**What to produce**
The entries follow. Copy every line in which "inside" appears.

(Saved entries)
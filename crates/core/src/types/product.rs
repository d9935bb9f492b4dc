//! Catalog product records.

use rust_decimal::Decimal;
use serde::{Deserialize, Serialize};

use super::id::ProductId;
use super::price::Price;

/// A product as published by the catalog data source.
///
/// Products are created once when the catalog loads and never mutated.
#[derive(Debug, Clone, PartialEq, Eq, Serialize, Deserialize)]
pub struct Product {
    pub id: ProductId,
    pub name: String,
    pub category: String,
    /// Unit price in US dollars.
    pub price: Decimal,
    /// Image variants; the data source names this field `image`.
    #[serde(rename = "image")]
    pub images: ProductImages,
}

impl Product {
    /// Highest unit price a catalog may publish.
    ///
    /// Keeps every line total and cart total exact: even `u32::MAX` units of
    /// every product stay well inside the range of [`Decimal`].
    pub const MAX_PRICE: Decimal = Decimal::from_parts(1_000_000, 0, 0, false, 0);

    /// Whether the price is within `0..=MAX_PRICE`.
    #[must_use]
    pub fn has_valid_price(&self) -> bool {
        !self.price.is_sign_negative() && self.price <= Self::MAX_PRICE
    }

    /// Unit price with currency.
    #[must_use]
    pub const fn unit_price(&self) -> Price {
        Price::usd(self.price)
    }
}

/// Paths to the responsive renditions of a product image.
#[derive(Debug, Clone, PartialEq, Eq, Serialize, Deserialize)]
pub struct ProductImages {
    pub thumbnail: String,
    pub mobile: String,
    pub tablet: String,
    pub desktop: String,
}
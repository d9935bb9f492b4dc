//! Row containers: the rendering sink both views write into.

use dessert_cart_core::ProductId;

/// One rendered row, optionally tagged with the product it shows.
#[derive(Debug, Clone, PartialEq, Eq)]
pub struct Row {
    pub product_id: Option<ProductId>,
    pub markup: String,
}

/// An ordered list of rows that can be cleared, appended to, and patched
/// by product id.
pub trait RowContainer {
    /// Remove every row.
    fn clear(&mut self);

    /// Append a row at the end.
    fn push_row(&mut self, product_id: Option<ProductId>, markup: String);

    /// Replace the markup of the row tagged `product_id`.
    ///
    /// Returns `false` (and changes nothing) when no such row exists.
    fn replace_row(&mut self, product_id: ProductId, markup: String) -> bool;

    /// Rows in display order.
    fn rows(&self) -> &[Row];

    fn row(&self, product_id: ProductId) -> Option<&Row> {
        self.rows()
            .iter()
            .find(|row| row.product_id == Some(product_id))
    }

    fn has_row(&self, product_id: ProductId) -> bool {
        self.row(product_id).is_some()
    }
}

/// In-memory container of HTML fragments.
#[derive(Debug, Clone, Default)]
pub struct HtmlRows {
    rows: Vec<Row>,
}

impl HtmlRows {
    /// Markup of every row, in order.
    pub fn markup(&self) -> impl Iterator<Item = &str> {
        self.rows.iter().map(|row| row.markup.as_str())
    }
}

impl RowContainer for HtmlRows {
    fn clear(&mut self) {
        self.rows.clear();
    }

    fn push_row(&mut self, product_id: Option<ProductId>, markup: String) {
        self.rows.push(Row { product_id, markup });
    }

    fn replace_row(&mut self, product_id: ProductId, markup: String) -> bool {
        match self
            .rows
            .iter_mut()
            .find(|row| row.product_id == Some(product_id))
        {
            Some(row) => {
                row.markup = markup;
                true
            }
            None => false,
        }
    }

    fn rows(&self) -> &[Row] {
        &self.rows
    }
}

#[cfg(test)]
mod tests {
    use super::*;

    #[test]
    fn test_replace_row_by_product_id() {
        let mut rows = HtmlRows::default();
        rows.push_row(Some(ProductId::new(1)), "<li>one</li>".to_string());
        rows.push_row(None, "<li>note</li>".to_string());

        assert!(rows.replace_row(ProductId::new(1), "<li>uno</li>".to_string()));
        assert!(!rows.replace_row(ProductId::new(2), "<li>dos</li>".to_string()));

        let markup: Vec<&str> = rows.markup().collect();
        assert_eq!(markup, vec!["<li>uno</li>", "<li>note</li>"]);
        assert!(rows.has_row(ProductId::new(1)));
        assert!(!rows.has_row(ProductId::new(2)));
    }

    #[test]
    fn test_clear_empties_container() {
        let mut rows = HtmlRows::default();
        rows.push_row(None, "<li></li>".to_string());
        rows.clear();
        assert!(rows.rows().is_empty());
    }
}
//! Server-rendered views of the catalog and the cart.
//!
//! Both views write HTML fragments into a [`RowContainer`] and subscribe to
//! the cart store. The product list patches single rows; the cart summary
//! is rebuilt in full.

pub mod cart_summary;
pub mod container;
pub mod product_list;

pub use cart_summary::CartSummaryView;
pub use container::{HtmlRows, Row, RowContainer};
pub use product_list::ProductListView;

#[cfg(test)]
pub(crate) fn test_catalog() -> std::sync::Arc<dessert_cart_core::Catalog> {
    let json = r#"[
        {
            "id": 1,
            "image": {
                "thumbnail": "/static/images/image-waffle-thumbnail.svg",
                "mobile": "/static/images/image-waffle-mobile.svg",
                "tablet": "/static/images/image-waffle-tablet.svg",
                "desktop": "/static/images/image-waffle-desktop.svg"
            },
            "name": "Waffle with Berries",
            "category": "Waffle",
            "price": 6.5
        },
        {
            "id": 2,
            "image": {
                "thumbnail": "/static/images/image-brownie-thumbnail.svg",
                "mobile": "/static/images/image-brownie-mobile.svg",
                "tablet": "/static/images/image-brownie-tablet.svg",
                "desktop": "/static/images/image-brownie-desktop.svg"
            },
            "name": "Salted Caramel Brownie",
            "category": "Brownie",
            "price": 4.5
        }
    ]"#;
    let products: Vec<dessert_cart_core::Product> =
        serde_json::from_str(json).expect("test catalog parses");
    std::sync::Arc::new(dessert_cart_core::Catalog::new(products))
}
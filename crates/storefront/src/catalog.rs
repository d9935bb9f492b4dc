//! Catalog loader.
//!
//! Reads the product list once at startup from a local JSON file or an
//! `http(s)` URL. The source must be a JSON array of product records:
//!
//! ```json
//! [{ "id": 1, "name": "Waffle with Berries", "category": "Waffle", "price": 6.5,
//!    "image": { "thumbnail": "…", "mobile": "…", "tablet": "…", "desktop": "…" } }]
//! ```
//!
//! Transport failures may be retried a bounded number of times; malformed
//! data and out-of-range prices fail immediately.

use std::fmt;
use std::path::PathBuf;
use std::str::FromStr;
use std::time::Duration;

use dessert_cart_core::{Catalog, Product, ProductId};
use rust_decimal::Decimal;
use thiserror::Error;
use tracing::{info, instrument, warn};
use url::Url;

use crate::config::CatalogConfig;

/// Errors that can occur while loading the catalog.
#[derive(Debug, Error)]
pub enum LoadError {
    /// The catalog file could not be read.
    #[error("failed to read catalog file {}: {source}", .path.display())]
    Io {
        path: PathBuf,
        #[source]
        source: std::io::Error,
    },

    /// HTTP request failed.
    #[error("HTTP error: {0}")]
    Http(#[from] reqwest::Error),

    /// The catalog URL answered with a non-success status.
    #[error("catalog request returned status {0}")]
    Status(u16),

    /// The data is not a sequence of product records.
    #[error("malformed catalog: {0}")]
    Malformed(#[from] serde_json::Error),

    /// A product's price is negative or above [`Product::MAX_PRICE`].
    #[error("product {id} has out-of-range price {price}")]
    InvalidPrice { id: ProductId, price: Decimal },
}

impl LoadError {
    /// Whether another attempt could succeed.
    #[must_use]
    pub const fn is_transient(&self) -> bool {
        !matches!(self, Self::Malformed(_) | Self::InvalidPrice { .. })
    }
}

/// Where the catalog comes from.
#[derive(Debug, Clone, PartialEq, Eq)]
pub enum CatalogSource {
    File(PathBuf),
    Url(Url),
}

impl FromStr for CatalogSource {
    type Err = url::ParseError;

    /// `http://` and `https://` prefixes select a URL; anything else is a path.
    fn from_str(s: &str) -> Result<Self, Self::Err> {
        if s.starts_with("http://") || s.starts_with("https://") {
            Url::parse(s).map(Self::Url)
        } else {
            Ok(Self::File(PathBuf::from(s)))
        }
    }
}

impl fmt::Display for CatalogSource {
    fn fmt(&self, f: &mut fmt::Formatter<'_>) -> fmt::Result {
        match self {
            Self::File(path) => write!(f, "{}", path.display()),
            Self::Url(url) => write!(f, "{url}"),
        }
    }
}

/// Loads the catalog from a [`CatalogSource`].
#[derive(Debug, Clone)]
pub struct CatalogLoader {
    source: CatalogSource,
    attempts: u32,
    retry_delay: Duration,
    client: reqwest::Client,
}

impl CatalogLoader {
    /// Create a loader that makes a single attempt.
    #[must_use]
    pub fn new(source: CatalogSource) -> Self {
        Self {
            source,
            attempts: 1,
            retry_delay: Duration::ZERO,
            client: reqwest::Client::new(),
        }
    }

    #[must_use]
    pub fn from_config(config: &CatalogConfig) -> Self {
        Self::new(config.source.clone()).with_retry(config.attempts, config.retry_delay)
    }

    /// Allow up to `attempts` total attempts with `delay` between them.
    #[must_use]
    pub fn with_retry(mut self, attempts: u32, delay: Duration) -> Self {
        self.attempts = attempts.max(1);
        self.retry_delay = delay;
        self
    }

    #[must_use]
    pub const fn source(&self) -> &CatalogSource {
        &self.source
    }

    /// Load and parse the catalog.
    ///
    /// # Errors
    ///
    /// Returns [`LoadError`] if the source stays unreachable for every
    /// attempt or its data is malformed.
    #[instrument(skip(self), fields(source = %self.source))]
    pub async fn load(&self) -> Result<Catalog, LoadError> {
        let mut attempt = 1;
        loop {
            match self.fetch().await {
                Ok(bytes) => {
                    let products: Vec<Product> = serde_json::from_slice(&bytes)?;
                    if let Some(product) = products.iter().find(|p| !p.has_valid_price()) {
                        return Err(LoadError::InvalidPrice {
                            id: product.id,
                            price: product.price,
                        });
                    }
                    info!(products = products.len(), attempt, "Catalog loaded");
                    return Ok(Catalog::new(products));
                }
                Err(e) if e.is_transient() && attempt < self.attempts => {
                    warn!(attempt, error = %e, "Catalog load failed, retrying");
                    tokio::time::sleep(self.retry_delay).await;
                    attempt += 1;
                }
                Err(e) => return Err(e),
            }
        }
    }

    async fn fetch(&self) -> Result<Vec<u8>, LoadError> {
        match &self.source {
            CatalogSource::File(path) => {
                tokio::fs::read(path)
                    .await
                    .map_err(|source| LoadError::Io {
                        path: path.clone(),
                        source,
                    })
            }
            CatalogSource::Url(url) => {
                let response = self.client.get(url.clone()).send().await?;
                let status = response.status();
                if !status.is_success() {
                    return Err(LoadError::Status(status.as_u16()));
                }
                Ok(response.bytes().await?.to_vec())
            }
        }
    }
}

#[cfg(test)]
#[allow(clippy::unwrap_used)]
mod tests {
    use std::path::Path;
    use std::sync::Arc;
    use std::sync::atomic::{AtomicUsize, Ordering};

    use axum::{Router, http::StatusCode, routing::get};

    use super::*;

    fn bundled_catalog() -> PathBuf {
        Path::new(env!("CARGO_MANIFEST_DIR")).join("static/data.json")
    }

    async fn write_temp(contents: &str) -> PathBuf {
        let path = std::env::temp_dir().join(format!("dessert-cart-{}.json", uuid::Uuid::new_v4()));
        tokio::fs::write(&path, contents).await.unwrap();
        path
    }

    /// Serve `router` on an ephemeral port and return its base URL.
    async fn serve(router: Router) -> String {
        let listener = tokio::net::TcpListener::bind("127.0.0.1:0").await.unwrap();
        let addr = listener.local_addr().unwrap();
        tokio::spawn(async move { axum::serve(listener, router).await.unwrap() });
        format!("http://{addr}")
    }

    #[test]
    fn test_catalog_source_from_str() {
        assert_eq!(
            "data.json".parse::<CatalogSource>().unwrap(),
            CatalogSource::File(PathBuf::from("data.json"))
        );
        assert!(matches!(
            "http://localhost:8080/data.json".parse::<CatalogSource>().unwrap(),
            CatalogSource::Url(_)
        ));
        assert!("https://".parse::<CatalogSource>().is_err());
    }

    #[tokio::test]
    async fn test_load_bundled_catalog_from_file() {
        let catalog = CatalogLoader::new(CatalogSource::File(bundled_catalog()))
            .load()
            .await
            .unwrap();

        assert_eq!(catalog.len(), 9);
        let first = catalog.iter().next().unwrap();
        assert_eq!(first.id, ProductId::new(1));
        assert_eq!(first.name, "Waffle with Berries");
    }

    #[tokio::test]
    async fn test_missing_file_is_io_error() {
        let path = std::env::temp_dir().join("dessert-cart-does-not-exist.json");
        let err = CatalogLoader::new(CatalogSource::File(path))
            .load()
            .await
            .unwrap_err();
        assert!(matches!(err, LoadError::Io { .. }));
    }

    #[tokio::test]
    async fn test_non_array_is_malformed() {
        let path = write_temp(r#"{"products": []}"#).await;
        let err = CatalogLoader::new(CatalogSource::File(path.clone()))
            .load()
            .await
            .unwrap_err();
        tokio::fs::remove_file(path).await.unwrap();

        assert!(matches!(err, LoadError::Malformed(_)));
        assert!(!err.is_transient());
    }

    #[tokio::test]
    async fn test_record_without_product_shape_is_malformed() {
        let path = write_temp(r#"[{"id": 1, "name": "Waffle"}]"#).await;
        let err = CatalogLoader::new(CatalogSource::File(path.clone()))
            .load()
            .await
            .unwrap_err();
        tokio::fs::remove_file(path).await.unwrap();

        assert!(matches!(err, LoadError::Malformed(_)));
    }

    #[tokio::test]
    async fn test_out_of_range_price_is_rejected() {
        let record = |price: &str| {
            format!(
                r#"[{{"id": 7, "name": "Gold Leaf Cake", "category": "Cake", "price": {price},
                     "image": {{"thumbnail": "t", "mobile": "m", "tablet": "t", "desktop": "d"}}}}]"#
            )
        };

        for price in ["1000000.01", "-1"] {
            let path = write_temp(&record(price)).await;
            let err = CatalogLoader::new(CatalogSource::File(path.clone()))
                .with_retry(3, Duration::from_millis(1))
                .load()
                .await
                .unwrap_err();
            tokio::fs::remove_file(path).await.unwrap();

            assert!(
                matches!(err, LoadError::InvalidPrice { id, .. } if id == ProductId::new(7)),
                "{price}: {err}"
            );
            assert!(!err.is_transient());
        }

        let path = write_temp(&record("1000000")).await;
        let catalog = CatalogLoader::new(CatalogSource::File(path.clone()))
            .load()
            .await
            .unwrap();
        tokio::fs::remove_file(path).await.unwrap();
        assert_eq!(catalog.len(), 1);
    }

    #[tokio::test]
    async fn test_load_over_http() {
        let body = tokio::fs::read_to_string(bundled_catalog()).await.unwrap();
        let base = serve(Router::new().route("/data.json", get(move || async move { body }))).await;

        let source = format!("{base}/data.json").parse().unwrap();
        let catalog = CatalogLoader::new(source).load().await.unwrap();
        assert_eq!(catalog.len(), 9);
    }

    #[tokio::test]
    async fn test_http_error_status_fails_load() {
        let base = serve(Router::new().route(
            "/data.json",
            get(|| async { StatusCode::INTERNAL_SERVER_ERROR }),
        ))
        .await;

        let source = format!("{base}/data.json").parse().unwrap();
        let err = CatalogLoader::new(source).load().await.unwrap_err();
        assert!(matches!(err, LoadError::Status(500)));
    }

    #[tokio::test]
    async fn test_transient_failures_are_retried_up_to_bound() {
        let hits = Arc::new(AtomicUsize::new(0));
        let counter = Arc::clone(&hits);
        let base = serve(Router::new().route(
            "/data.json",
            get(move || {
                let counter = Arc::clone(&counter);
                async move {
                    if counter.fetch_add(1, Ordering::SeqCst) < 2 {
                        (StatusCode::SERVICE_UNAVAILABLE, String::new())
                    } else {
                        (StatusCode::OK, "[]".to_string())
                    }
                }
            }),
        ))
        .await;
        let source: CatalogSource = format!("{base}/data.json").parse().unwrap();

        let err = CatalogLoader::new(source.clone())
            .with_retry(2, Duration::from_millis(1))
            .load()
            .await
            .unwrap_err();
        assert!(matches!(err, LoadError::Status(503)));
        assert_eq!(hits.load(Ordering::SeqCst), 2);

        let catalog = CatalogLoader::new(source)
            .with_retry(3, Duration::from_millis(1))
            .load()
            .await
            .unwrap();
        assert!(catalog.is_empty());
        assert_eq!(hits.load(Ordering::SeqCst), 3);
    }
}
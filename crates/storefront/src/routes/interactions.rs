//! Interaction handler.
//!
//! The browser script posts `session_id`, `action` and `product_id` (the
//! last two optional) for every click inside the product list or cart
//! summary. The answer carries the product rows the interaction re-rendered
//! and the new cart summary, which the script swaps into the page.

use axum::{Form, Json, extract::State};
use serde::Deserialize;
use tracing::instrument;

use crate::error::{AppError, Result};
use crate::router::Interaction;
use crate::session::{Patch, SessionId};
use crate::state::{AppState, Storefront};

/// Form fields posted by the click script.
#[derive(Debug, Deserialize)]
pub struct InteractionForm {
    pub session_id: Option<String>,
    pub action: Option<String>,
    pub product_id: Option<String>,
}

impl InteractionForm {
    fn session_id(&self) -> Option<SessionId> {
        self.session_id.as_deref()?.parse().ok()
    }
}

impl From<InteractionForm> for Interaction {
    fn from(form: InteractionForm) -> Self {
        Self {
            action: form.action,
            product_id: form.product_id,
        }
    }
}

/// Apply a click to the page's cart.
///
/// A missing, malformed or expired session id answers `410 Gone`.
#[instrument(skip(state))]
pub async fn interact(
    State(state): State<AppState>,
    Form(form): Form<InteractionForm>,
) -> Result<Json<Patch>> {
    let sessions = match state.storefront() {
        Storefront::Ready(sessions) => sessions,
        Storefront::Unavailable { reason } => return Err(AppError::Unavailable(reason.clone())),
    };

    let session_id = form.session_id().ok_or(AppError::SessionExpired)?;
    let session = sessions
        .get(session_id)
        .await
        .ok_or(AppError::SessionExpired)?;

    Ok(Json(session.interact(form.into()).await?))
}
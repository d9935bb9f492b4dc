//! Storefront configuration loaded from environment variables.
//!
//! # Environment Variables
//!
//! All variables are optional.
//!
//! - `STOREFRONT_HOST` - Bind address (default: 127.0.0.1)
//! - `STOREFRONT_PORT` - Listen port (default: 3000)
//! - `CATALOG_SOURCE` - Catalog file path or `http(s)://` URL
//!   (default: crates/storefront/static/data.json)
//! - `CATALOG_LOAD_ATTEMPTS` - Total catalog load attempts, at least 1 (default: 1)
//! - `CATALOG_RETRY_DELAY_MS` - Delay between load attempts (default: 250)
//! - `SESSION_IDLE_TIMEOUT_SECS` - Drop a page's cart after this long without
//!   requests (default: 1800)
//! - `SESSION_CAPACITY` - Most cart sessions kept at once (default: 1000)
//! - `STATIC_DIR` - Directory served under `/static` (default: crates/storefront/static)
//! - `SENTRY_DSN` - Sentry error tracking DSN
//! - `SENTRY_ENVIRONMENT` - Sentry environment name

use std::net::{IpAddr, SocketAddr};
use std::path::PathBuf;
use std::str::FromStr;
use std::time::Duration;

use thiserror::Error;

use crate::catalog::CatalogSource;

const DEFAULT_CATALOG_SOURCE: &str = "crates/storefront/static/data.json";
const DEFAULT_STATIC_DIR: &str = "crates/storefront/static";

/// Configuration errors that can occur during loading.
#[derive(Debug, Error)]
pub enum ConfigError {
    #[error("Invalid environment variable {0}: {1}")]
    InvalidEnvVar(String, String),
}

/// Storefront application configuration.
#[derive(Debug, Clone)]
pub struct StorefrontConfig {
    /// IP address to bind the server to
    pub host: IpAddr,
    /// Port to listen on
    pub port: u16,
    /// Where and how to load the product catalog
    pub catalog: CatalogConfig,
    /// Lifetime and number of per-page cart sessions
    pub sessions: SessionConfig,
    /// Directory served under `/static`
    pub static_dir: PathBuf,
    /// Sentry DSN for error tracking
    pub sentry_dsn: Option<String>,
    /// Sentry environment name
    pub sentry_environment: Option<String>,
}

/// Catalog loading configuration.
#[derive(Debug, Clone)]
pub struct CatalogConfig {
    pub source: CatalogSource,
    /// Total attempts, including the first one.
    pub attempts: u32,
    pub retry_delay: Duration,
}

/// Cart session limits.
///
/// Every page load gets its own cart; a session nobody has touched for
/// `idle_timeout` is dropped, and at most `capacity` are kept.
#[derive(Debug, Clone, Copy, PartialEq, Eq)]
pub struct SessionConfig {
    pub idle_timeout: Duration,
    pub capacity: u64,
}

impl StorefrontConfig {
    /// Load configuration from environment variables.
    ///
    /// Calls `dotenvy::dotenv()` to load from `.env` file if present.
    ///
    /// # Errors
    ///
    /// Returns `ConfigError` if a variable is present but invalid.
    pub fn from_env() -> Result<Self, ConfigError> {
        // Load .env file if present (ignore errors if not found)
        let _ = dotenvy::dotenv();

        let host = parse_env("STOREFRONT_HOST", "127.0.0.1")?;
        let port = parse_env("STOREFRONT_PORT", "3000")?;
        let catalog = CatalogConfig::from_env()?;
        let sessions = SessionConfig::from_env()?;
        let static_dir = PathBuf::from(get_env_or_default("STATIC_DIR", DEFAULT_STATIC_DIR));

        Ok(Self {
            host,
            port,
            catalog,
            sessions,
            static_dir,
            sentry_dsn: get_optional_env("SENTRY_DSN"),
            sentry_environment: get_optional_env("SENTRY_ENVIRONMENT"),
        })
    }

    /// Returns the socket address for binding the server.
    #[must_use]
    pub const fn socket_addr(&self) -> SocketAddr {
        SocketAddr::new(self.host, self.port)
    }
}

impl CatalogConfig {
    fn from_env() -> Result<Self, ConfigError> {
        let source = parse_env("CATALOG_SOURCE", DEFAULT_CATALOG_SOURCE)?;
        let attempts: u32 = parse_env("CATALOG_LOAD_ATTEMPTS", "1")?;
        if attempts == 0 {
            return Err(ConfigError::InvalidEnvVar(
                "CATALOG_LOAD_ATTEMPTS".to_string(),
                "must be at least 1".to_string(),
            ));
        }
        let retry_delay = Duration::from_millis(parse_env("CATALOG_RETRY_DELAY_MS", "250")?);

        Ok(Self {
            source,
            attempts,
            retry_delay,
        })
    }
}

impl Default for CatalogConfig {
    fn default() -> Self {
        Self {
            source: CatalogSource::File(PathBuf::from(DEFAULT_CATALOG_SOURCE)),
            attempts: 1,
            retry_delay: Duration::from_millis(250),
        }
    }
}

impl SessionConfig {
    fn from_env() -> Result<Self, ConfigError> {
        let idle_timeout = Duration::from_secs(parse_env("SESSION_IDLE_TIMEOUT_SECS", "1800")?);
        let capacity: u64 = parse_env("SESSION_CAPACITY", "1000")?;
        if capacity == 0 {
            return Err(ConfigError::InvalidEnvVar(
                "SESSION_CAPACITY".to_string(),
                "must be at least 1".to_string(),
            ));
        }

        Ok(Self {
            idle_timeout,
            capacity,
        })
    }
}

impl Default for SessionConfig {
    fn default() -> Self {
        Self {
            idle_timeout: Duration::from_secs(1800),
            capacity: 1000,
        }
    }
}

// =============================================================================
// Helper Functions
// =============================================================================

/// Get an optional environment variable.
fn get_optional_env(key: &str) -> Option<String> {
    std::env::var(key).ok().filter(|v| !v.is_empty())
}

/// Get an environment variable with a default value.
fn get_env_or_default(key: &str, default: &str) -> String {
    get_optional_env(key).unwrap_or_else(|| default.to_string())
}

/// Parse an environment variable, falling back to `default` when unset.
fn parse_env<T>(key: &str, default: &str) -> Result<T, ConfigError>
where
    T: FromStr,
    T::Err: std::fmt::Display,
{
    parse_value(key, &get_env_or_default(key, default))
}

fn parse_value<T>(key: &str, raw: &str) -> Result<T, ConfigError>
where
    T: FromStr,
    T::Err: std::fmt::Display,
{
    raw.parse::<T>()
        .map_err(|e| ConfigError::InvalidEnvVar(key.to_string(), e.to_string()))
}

**Answer**
    /// every product stay well inside the range of [`Decimal`].
//! last two optional) for every click inside the product list or cart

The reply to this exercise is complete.